The three papers that follow are part of a symposium on forecasting performance I organized under the auspices of IMF Staff Papers. These are interesting papers that deal with forecast evaluation in real-world situations, ones that can often be far removed from those considered in forecasting textbooks (e.g., Diebold (2001), to pick one at random) in which the evaluator has access to a long history of forecasts made by an individual or agency, knows the model used to generate the forecasts, and can reasonably assume that the forecaster’s goal is to do as well as possible in predicting the actual outcome. In contrast to the textbook view, in the papers presented here:
The history of forecasts is often very short, in many cases because the forecasts are for countries that have only existed in their present form for a few years (e.g., Poland and other transition economies);
The model used to generate the forecasts is not known, in many cases because the forecasts are judgmental rather than model based;
The assumption that the forecaster’s goal is to do as well as possible in predicting the actual outcome is sometimes questionable. In the context of private sector forecasts, this is because the incentives for forecasters may induce them to herd rather than to reveal their true forecasts. Public sector forecasts may also be distorted, although for different reasons. Forecasts associated with IMF programs, for example, are often the result of negotiations between Fund staff and the country authorities and are perhaps more accurately viewed as goals, or targets, rather than pure forecasts.
Gallo, Granger, and Jeon on Copycat Behavior
The paper by Gallo, Granger, and Jeon presents evidence—using forecasts of growth from Consensus Forecasts, a monthly survey of mostly private sector forecasters—that there is a tendency among forecasters to conform to the mean ("consensus") forecasts. In particular, an individual’s growth forecasts are strongly influenced by the consensus forecast of the previous month. This copycat behavior can sometimes lead the consensus toward convergence to a forecast value that is far from the actual value. With copycat behavior, moreover, one cannot use the distribution of individual forecasts as if it were made of independent draws, which casts doubt on the practice of using the dispersion of individual forecasts as an informal forecast confidence interval.

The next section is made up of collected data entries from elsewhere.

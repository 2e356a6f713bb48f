//! Descriptive statistics and Pearson correlation
//!
//! Every function here is total: empty, mismatched or degenerate input
//! yields a defined value (0) instead of NaN or an error.

use std::collections::BTreeMap;

use crate::types::{CorrelationMatrix, CorrelationReport, DescriptiveStats};

/// Arithmetic mean, 0 for empty input
pub fn mean(data: &[f64]) -> f64 {
    if data.is_empty() {
        return 0.0;
    }
    data.iter().sum::<f64>() / data.len() as f64
}

fn is_constant(data: &[f64]) -> bool {
    match data.first() {
        Some(first) => data.iter().all(|v| v == first),
        None => true,
    }
}

/// Pearson correlation coefficient of two equal-length series
///
/// Returns 0 when the lengths differ, either series is empty, or either
/// series has zero variance.
pub fn correlation(x: &[f64], y: &[f64]) -> f64 {
    if x.len() != y.len() || x.is_empty() {
        return 0.0;
    }
    // A constant series can still leave rounding residue around its mean
    if is_constant(x) || is_constant(y) {
        return 0.0;
    }

    let mean_x = mean(x);
    let mean_y = mean(y);

    let mut numerator = 0.0;
    let mut sum_x_sq = 0.0;
    let mut sum_y_sq = 0.0;

    for (xi, yi) in x.iter().zip(y) {
        let dx = xi - mean_x;
        let dy = yi - mean_y;
        numerator += dx * dy;
        sum_x_sq += dx * dx;
        sum_y_sq += dy * dy;
    }

    let denominator = (sum_x_sq * sum_y_sq).sqrt();
    if denominator == 0.0 || !denominator.is_finite() {
        return 0.0;
    }

    (numerator / denominator).clamp(-1.0, 1.0)
}

/// Mean and sample standard deviation (divisor n - 1)
///
/// Empty input gives `{0, 0}`; a single value gives `{v, 0}`.
pub fn descriptive_stats(data: &[f64]) -> DescriptiveStats {
    if data.is_empty() {
        return DescriptiveStats::default();
    }

    let average = mean(data);
    if data.len() == 1 {
        return DescriptiveStats {
            average,
            std_dev: 0.0,
        };
    }

    let variance = data
        .iter()
        .map(|v| {
            let diff = v - average;
            diff * diff
        })
        .sum::<f64>()
        / (data.len() - 1) as f64;

    DescriptiveStats {
        average,
        std_dev: variance.sqrt(),
    }
}

/// Sample covariance (divisor n - 1) of two equal-length series
pub fn covariance(x: &[f64], y: &[f64]) -> f64 {
    if x.len() != y.len() || x.is_empty() {
        return 0.0;
    }
    if x.len() == 1 {
        return 0.0;
    }

    let mean_x = mean(x);
    let mean_y = mean(y);

    x.iter()
        .zip(y)
        .map(|(xi, yi)| (xi - mean_x) * (yi - mean_y))
        .sum::<f64>()
        / (x.len() - 1) as f64
}

/// Pairwise correlation over every ordered pair of symbols
///
/// The diagonal is set to exactly 1.0 for every symbol, including ones
/// whose series is constant and would otherwise correlate to 0.
pub fn correlation_matrix(prices: &[(String, Vec<f64>)]) -> CorrelationMatrix {
    let mut matrix = CorrelationMatrix::new();

    for (a, xs) in prices {
        for (b, ys) in prices {
            let value = if a == b { 1.0 } else { correlation(xs, ys) };
            matrix.set(a, b, value);
        }
    }

    matrix
}

/// Per-symbol statistics plus the full correlation matrix
pub fn build_report(prices: &[(String, Vec<f64>)], time_range: usize) -> CorrelationReport {
    let statistics: BTreeMap<String, DescriptiveStats> = prices
        .iter()
        .map(|(symbol, series)| (symbol.clone(), descriptive_stats(series)))
        .collect();

    CorrelationReport {
        matrix: correlation_matrix(prices),
        statistics,
        symbols: prices.iter().map(|(symbol, _)| symbol.clone()).collect(),
        time_range,
    }
}

#[cfg(test)]
mod tests {
    use super::*;

    fn approx(a: f64, b: f64) -> bool {
        (a - b).abs() < 1e-9
    }

    #[test]
    fn correlation_is_symmetric() {
        let x = [1.0, 2.0, 4.0, 3.0, 7.0];
        let y = [2.0, 1.0, 5.0, 6.0, 4.0];
        assert!(approx(correlation(&x, &y), correlation(&y, &x)));
    }

    #[test]
    fn self_correlation_is_one() {
        let x = [175.2, 176.0, 174.8, 177.3];
        assert!(approx(correlation(&x, &x), 1.0));
    }

    #[test]
    fn perfectly_inverse_series_correlate_to_minus_one() {
        let x = [1.0, 2.0, 3.0, 4.0];
        let y = [8.0, 6.0, 4.0, 2.0];
        assert!(approx(correlation(&x, &y), -1.0));
    }

    #[test]
    fn correlation_saturates_to_zero() {
        assert_eq!(correlation(&[], &[]), 0.0);
        assert_eq!(correlation(&[1.0, 2.0], &[1.0, 2.0, 3.0]), 0.0);
        assert_eq!(correlation(&[5.0, 5.0, 5.0], &[1.0, 2.0, 3.0]), 0.0);
        assert_eq!(correlation(&[1.0, 2.0, 3.0], &[0.1, 0.1, 0.1]), 0.0);
    }

    #[test]
    fn correlation_stays_in_range() {
        let x = [0.1, 0.2, 0.3, 0.4, 0.5, 0.6];
        let y = [0.2, 0.4, 0.6, 0.8, 1.0, 1.2];
        let r = correlation(&x, &y);
        assert!((-1.0..=1.0).contains(&r));
    }

    #[test]
    fn stats_of_empty_input_are_zero() {
        let stats = descriptive_stats(&[]);
        assert_eq!(stats.average, 0.0);
        assert_eq!(stats.std_dev, 0.0);
    }

    #[test]
    fn stats_of_single_value_have_zero_std_dev() {
        let stats = descriptive_stats(&[42.5]);
        assert_eq!(stats.average, 42.5);
        assert_eq!(stats.std_dev, 0.0);
        assert!(!stats.std_dev.is_nan());
    }

    #[test]
    fn stats_use_sample_variance() {
        let stats = descriptive_stats(&[2.0, 4.0, 4.0, 4.0, 5.0, 5.0, 7.0, 9.0]);
        assert!(approx(stats.average, 5.0));
        assert!((stats.std_dev - 2.138).abs() < 1e-3);
    }

    #[test]
    fn covariance_matches_sample_definition() {
        let x = [1.0, 2.0, 3.0];
        let y = [2.0, 4.0, 6.0];
        assert!(approx(covariance(&x, &y), 2.0));
        assert_eq!(covariance(&[1.0], &[2.0]), 0.0);
        assert_eq!(covariance(&[], &[]), 0.0);
        assert_eq!(covariance(&[1.0, 2.0], &[1.0]), 0.0);
    }

    #[test]
    fn matrix_diagonal_is_one_even_for_constant_series() {
        let prices = vec![
            ("AAPL".to_string(), vec![1.0, 2.0, 3.0]),
            ("FLAT".to_string(), vec![7.0, 7.0, 7.0]),
        ];
        let matrix = correlation_matrix(&prices);
        assert_eq!(matrix.get("AAPL", "AAPL"), Some(1.0));
        assert_eq!(matrix.get("FLAT", "FLAT"), Some(1.0));
        assert_eq!(matrix.get("AAPL", "FLAT"), Some(0.0));
    }

    #[test]
    fn matrix_is_symmetric() {
        let prices = vec![
            ("AAPL".to_string(), vec![1.0, 3.0, 2.0, 5.0]),
            ("GOOGL".to_string(), vec![2.0, 2.5, 4.0, 3.0]),
        ];
        let matrix = correlation_matrix(&prices);
        assert_eq!(matrix.get("AAPL", "GOOGL"), matrix.get("GOOGL", "AAPL"));
    }

    #[test]
    fn report_keeps_symbol_order_and_stats() {
        let prices = vec![
            ("TSLA".to_string(), vec![250.0, 252.0]),
            ("AAPL".to_string(), vec![175.0, 174.0]),
        ];
        let report = build_report(&prices, 2);
        assert_eq!(report.symbols, vec!["TSLA", "AAPL"]);
        assert!(approx(report.statistics["TSLA"].average, 251.0));
        assert_eq!(report.time_range, 2);
        assert_eq!(report.correlation("TSLA", "AAPL"), Some(-1.0));
    }
}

Musso and Phillips on the Accuracy of IMF Projections
Associated with an IMF-supported program is a set of forecasts (or projections, as Musso and Phillips prefer to call them). H o w do those forecasts compare with actual outcomes? This question became more prominent following 1997, when the initial IMF-supported programs with Indonesia, Korea, and Thailand called for continued growth in the near term, but real G D P contracted sharply in all three countries. Moreover, in Korea and Thailand, projections for continued current account deficits were instead followed by large surpluses and capital flight.

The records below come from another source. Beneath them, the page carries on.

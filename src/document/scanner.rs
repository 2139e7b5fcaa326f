//! Directory traversal and document discovery
//!
//! The scanner walks a root path recursively, picks up every file whose
//! extension matches a supported container kind, and runs extraction and
//! filtering on each hit. Traversal and extraction failures are logged and
//! recovered locally so that a single bad entry never aborts the scan.

use crate::config::FilterConfig;
use crate::document::types::{Document, DocumentKind};
use crate::extract::{extract_targets, filter_targets, Matchers};
use std::path::Path;
use walkdir::WalkDir;

/// Scans a directory tree for supported office documents.
///
/// Every discovered document comes back with its hyperlink targets already
/// extracted and filtered, in traversal order. A document whose container
/// cannot be read is kept in the result with zero links; the condition is
/// logged so it does not pass silently.
///
/// # Arguments
///
/// * `root` - Directory to walk recursively
/// * `matchers` - Compiled manifest and hyperlink patterns
/// * `filter` - Link filter policy
pub fn scan_documents(root: &Path, matchers: &Matchers, filter: &FilterConfig) -> Vec<Document> {
    let mut documents = Vec::new();

    for entry in WalkDir::new(root) {
        let entry = match entry {
            Ok(entry) => entry,
            Err(e) => {
                tracing::warn!("Skipping unreadable entry: {}", e);
                continue;
            }
        };

        if !entry.file_type().is_file() {
            continue;
        }

        let kind = match DocumentKind::from_path(entry.path()) {
            Some(kind) => kind,
            None => continue,
        };

        let targets = match extract_targets(entry.path(), kind, matchers) {
            Ok(targets) => filter_targets(targets, filter),
            Err(e) => {
                tracing::warn!(
                    "Could not extract links from {}: {} (reporting it with zero links)",
                    entry.path().display(),
                    e
                );
                Vec::new()
            }
        };

        tracing::debug!(
            "Found {} with {} links after filtering",
            entry.path().display(),
            targets.len()
        );

        documents.push(Document::new(entry.path().to_path_buf(), kind, targets));
    }

    documents
}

Was the recent experience in East Asia atypical, or in line with a persistent pattern? The paper by Musso and Phillips provides answers by studying the accuracy of projections in 69 IMF-supported programs in the mid-1990s. They study projections in three key areas—output growth, inflation, and the balance of payments—and provide evidence on the bias, efficiency, and accuracy of these projections. Readers hoping for a strong bottom-line result ("IMF projections are wonderful"; "IMF projections are terrible") will be disappointed. Like any sufficiently large set of forecasts, the IMF’s projections do well on some dimensions and not so well on others.

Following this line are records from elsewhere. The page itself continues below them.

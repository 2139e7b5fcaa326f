use crate::config::types::Config;
use crate::config::validation::validate;
use crate::ConfigResult;
use std::path::Path;

/// Loads and parses a configuration file from the given path
///
/// # Arguments
///
/// * `path` - Path to the TOML configuration file
///
/// # Returns
///
/// * `Ok(Config)` - Successfully loaded and validated configuration
/// * `Err(ConfigError)` - Failed to load, parse, or validate the configuration
pub fn load_config(path: &Path) -> ConfigResult<Config> {
    // Read the configuration file
    let content = std::fs::read_to_string(path)?;

    // Parse TOML
    let mut config: Config = toml::from_str(&content)?;

    // A file that lowers the total timeout must not be rejected because the
    // compiled-in connect-timeout default sits above it
    config.probe.connect_timeout_secs = config
        .probe
        .connect_timeout_secs
        .min(config.probe.timeout_secs);

    // Validate the configuration
    validate(&config)?;

    Ok(config)
}

/// Loads a configuration file if one was given, otherwise returns defaults
///
/// The compiled-in defaults always pass validation, so the no-config path
/// cannot fail.
pub fn load_config_or_default(path: Option<&Path>) -> ConfigResult<Config> {
    match path {
        Some(path) => load_config(path),
        None => Ok(Config::default()),
    }
}

#[cfg(test)]
mod tests {
    use super::*;
    use crate::ConfigError;
    use std::io::Write;
    use std::path::PathBuf;
    use tempfile::NamedTempFile;

    fn create_temp_config(content: &str) -> NamedTempFile {
        let mut file = NamedTempFile::new().unwrap();
        file.write_all(content.as_bytes()).unwrap();
        file.flush().unwrap();
        file
    }

    #[test]
    fn test_load_valid_config() {
        let config_content = r#"
[scan]
root = "./docs"

[probe]
timeout-secs = 10
max-concurrent-probes = 8
user-agent = "doclink-test/1.0"

[filter]
exclude-mailto = false
excluded-domains = ["office.microsoft.com", "example.invalid"]

[report]
output-path = "./out/report.html"
open-after-write = false
"#;

        let file = create_temp_config(config_content);
        let config = load_config(file.path()).unwrap();

        assert_eq!(config.scan.root, PathBuf::from("./docs"));
        assert_eq!(config.probe.timeout_secs, 10);
        assert_eq!(config.probe.max_concurrent_probes, 8);
        assert!(!config.filter.exclude_mailto);
        assert_eq!(config.filter.excluded_domains.len(), 2);
        assert!(!config.report.open_after_write);
    }

    #[test]
    fn test_missing_sections_fall_back_to_defaults() {
        let file = create_temp_config("[probe]\ntimeout-secs = 3\n");
        let config = load_config(file.path()).unwrap();

        assert_eq!(config.probe.timeout_secs, 3);
        assert_eq!(config.scan.root, PathBuf::from("."));
        assert!(config.filter.exclude_mailto);
        assert_eq!(config.report.output_path, PathBuf::from("report.html"));
    }

    #[test]
    fn test_connect_timeout_clamped_to_total_timeout() {
        let file = create_temp_config("[probe]\ntimeout-secs = 3\n");
        let config = load_config(file.path()).unwrap();

        assert_eq!(config.probe.timeout_secs, 3);
        assert_eq!(config.probe.connect_timeout_secs, 3);
    }

    #[test]
    fn test_load_config_with_invalid_path() {
        let result = load_config(Path::new("/nonexistent/doclink.toml"));
        assert!(result.is_err());
    }

    #[test]
    fn test_load_config_with_invalid_toml() {
        let file = create_temp_config("this is not valid TOML {{{");
        let result = load_config(file.path());
        assert!(result.is_err());
    }

    #[test]
    fn test_load_config_with_validation_error() {
        let file = create_temp_config("[probe]\ntimeout-secs = 0\n");
        let result = load_config(file.path());
        assert!(matches!(result.unwrap_err(), ConfigError::Validation(_)));
    }

    #[test]
    fn test_no_config_path_yields_defaults() {
        let config = load_config_or_default(None).unwrap();
        assert_eq!(config.probe.timeout_secs, 5);
        assert_eq!(config.probe.max_concurrent_probes, 32);
    }
}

Juhn and Loungani on Comparisons between Private Sector and IMF Forecasts
Juhn and Loungani find for a large sample of countries that there is a high degree of collinearity between output growth forecasts of the private sector taken from Consensus Forecasts and IMF forecasts reported in the World Economic Outlook (WEO). The results for directional accuracy are a statistical "dead heat" between the two sources of forecasts, whereas the evidence tends to favor the private sector forecasts as being a little more accurate than, and encompassing, the WEO forecasts. A s Juhn and Loungani note, the dominance of private sector forecasts should not come as a surprise. The Consensus Forecasts are updated in a far more timely manner and with a shorter "production lag" than the W E O forecasts. The consensus is also an average of several individual forecasts, which—unless the copycat behavior highlighted in the paper by Gallo, Granger, and Jeon is highly prevalent—should tend to produce a more accurate forecast.
All told, the papers collected here provide a fascinating glimpse into the challenges of practical forecast accuracy evaluation. I hope you enjoy them as much as I did.
Frank Diebold is William Polk Carey Professor of Economics, Finance and Statistics at the University of Pennsylvania; Research Associate at the National Bureau of Economic Research; and a Fellow of the Econometric Society.